> _THE PROBLEM_
Please return every line in the following data that includes the string "greater".

** Opening EXERCISE DATA block **

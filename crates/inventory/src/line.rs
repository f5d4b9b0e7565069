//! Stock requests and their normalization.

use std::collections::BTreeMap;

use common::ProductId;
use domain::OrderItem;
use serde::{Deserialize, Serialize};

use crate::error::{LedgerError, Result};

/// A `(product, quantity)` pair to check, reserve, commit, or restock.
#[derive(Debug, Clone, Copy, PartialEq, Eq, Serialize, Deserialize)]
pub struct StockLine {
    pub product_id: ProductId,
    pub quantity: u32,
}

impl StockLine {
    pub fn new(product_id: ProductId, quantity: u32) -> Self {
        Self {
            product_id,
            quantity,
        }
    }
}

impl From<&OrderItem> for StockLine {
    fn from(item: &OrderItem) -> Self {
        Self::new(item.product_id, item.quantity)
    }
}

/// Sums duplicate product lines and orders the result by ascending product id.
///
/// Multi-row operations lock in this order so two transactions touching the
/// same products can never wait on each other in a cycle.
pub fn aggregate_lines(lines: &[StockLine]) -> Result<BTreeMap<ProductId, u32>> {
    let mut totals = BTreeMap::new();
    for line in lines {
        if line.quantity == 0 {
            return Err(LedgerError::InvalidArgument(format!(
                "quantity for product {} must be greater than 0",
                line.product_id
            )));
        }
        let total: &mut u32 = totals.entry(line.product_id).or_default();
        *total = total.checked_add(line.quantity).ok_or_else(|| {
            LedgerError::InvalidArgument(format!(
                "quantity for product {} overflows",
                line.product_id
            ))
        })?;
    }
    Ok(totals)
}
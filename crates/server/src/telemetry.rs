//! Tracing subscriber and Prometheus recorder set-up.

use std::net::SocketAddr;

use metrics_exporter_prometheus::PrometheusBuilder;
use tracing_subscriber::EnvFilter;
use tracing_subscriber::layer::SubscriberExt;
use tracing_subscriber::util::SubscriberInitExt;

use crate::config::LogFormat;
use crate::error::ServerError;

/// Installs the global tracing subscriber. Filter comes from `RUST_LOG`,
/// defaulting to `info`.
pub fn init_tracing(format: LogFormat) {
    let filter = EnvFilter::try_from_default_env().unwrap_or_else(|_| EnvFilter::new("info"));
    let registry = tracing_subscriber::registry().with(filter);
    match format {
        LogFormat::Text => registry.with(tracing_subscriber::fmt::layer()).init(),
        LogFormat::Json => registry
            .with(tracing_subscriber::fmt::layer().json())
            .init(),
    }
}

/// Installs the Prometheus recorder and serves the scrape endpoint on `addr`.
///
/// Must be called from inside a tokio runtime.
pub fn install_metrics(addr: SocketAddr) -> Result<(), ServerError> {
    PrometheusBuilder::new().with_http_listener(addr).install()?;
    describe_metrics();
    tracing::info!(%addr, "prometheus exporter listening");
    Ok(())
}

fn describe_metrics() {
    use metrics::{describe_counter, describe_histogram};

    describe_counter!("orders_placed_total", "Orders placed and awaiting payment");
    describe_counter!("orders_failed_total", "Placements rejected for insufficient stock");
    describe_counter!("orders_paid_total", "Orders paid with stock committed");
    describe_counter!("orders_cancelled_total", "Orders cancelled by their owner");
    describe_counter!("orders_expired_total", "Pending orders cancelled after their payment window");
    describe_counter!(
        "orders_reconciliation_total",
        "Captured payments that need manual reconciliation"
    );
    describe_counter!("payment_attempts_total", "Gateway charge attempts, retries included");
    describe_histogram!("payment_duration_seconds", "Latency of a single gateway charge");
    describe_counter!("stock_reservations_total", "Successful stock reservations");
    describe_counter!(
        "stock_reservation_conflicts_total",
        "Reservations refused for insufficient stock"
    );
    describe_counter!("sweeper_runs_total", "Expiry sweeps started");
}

** Closing EXERCISE DATA block **
** Opening EXERCISE DATA block **

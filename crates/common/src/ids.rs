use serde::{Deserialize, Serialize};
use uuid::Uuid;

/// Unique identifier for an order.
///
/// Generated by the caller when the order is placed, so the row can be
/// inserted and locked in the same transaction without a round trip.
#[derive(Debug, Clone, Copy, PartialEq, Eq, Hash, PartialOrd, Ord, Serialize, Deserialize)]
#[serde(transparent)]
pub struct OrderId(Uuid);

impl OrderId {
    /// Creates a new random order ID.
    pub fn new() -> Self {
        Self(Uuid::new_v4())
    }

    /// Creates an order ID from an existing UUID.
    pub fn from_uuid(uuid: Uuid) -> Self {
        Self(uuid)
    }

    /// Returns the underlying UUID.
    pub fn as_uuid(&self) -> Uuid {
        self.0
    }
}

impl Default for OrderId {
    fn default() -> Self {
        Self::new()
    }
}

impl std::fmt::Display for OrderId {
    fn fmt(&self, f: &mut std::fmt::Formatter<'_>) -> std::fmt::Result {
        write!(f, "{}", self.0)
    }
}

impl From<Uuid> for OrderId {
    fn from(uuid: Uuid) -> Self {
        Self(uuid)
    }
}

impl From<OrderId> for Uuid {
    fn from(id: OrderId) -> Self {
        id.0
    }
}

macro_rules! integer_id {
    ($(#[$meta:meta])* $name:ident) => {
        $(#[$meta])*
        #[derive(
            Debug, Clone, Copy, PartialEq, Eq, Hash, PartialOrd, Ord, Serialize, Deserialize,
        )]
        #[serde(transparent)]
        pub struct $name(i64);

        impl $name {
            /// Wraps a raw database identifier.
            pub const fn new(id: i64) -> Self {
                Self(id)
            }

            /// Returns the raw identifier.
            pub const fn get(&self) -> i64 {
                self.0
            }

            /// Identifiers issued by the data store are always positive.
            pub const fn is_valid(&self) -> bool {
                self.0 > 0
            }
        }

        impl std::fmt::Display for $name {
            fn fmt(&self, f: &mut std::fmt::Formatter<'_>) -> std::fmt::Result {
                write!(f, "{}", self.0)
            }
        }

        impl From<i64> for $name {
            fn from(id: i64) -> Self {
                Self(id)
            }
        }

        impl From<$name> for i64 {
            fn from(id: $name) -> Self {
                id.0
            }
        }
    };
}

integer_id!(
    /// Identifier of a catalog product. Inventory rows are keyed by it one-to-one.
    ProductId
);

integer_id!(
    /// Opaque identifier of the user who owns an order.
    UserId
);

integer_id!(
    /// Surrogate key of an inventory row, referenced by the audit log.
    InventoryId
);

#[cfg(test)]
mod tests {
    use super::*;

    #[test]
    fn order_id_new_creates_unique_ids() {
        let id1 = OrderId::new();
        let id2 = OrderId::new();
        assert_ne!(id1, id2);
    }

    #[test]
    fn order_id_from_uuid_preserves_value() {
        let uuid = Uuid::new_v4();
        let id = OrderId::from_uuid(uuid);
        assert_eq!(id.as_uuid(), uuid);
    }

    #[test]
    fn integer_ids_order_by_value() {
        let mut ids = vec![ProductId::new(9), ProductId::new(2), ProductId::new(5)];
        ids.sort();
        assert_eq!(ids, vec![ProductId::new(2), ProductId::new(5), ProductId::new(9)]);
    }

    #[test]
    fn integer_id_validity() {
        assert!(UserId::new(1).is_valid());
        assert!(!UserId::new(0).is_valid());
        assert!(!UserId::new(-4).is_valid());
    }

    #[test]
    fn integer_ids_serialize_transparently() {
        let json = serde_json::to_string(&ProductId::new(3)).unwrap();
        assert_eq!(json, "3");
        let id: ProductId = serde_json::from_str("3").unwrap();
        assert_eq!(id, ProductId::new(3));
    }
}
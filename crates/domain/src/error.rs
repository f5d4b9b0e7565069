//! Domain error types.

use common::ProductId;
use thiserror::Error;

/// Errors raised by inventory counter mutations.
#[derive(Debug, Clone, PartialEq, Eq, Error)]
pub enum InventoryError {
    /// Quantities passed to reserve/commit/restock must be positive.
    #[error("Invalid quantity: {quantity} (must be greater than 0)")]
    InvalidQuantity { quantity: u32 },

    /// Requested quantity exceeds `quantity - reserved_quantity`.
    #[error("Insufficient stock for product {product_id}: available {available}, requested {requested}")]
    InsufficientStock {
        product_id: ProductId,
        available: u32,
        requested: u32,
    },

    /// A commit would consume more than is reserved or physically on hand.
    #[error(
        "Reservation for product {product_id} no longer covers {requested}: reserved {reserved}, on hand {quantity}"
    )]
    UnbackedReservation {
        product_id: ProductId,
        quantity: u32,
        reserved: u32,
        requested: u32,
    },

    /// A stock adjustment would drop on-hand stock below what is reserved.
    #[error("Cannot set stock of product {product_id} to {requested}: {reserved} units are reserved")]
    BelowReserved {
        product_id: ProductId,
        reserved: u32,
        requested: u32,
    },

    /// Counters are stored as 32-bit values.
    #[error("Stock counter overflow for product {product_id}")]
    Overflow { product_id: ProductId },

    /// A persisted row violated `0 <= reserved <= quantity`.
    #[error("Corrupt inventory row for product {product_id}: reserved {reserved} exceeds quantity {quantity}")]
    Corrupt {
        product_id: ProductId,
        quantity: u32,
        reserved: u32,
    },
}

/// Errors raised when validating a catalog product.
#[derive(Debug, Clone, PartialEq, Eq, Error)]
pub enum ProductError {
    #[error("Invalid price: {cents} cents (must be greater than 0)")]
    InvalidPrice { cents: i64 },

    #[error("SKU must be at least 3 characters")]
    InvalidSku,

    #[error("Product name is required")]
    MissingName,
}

** Closing EXERCISE DATA block **
** Opening EXERCISE DATA block **

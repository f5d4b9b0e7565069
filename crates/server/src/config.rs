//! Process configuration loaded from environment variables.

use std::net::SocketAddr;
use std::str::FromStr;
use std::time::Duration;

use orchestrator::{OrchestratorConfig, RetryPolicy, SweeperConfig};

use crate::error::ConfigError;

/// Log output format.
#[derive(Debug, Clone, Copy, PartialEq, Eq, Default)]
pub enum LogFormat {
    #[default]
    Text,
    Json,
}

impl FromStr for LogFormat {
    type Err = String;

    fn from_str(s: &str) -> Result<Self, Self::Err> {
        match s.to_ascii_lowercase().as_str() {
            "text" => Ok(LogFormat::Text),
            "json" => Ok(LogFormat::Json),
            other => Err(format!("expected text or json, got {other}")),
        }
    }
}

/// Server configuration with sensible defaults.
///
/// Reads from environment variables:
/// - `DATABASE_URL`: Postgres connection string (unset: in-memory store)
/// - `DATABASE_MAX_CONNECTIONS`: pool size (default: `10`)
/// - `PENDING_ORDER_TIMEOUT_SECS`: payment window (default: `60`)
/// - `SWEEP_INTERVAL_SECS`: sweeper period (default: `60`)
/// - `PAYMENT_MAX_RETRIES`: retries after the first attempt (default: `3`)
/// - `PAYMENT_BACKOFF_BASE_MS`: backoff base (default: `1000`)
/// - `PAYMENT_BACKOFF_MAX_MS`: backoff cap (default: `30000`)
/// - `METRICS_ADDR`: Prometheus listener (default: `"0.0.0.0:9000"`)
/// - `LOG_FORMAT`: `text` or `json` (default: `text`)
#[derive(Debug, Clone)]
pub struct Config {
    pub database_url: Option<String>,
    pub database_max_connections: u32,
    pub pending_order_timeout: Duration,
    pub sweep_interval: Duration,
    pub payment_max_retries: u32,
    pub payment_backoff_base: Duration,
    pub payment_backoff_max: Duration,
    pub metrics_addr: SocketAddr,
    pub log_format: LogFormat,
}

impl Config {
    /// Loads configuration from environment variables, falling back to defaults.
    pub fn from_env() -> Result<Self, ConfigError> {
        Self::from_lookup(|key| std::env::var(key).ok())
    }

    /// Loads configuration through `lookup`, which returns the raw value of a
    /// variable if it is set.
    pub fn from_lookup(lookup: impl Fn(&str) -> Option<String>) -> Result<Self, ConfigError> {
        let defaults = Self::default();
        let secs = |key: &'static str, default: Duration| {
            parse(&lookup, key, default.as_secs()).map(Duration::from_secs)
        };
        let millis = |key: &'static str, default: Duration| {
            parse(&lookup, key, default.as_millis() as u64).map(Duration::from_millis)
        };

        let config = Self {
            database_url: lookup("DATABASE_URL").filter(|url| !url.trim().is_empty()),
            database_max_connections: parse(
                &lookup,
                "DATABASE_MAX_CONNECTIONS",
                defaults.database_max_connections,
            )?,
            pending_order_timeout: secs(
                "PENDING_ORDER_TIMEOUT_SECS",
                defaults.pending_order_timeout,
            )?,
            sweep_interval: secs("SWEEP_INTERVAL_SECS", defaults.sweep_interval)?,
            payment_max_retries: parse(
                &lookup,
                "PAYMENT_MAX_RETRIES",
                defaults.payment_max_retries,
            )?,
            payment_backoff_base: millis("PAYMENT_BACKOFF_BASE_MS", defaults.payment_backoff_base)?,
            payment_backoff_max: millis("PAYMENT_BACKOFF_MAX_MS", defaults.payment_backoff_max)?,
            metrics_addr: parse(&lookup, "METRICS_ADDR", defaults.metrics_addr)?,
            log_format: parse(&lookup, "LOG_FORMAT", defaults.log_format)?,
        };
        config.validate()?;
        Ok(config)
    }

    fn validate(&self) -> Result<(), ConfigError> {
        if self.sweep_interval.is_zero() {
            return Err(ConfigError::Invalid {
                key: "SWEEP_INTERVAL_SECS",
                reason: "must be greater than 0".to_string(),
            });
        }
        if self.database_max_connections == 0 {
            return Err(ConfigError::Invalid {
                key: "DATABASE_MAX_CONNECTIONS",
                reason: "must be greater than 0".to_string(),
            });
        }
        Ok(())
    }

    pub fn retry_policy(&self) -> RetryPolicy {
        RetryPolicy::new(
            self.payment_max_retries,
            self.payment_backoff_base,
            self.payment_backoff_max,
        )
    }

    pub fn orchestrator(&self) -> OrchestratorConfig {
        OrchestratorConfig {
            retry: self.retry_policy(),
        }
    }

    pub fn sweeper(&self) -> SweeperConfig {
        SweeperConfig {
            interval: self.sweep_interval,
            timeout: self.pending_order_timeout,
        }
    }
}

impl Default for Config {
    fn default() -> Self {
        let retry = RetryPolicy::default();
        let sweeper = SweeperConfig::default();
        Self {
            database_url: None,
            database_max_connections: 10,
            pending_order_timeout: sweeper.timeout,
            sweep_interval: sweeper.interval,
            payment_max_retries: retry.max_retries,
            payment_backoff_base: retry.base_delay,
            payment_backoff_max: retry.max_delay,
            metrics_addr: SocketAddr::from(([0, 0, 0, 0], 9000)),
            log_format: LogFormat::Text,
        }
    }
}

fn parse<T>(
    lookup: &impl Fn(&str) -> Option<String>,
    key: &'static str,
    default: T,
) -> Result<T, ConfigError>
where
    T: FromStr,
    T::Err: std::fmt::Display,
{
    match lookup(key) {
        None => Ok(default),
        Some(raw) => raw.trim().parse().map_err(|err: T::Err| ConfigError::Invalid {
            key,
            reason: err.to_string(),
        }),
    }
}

** Closing EXERCISE DATA block **

> _WRITTEN SOLUTION_
                "quantity for product {} must be greater than 0",
    #[error("Invalid quantity: {quantity} (must be greater than 0)")]
    #[error("Invalid price: {cents} cents (must be greater than 0)")]
                reason: "must be greater than 0".to_string(),
                reason: "must be greater than 0".to_string(),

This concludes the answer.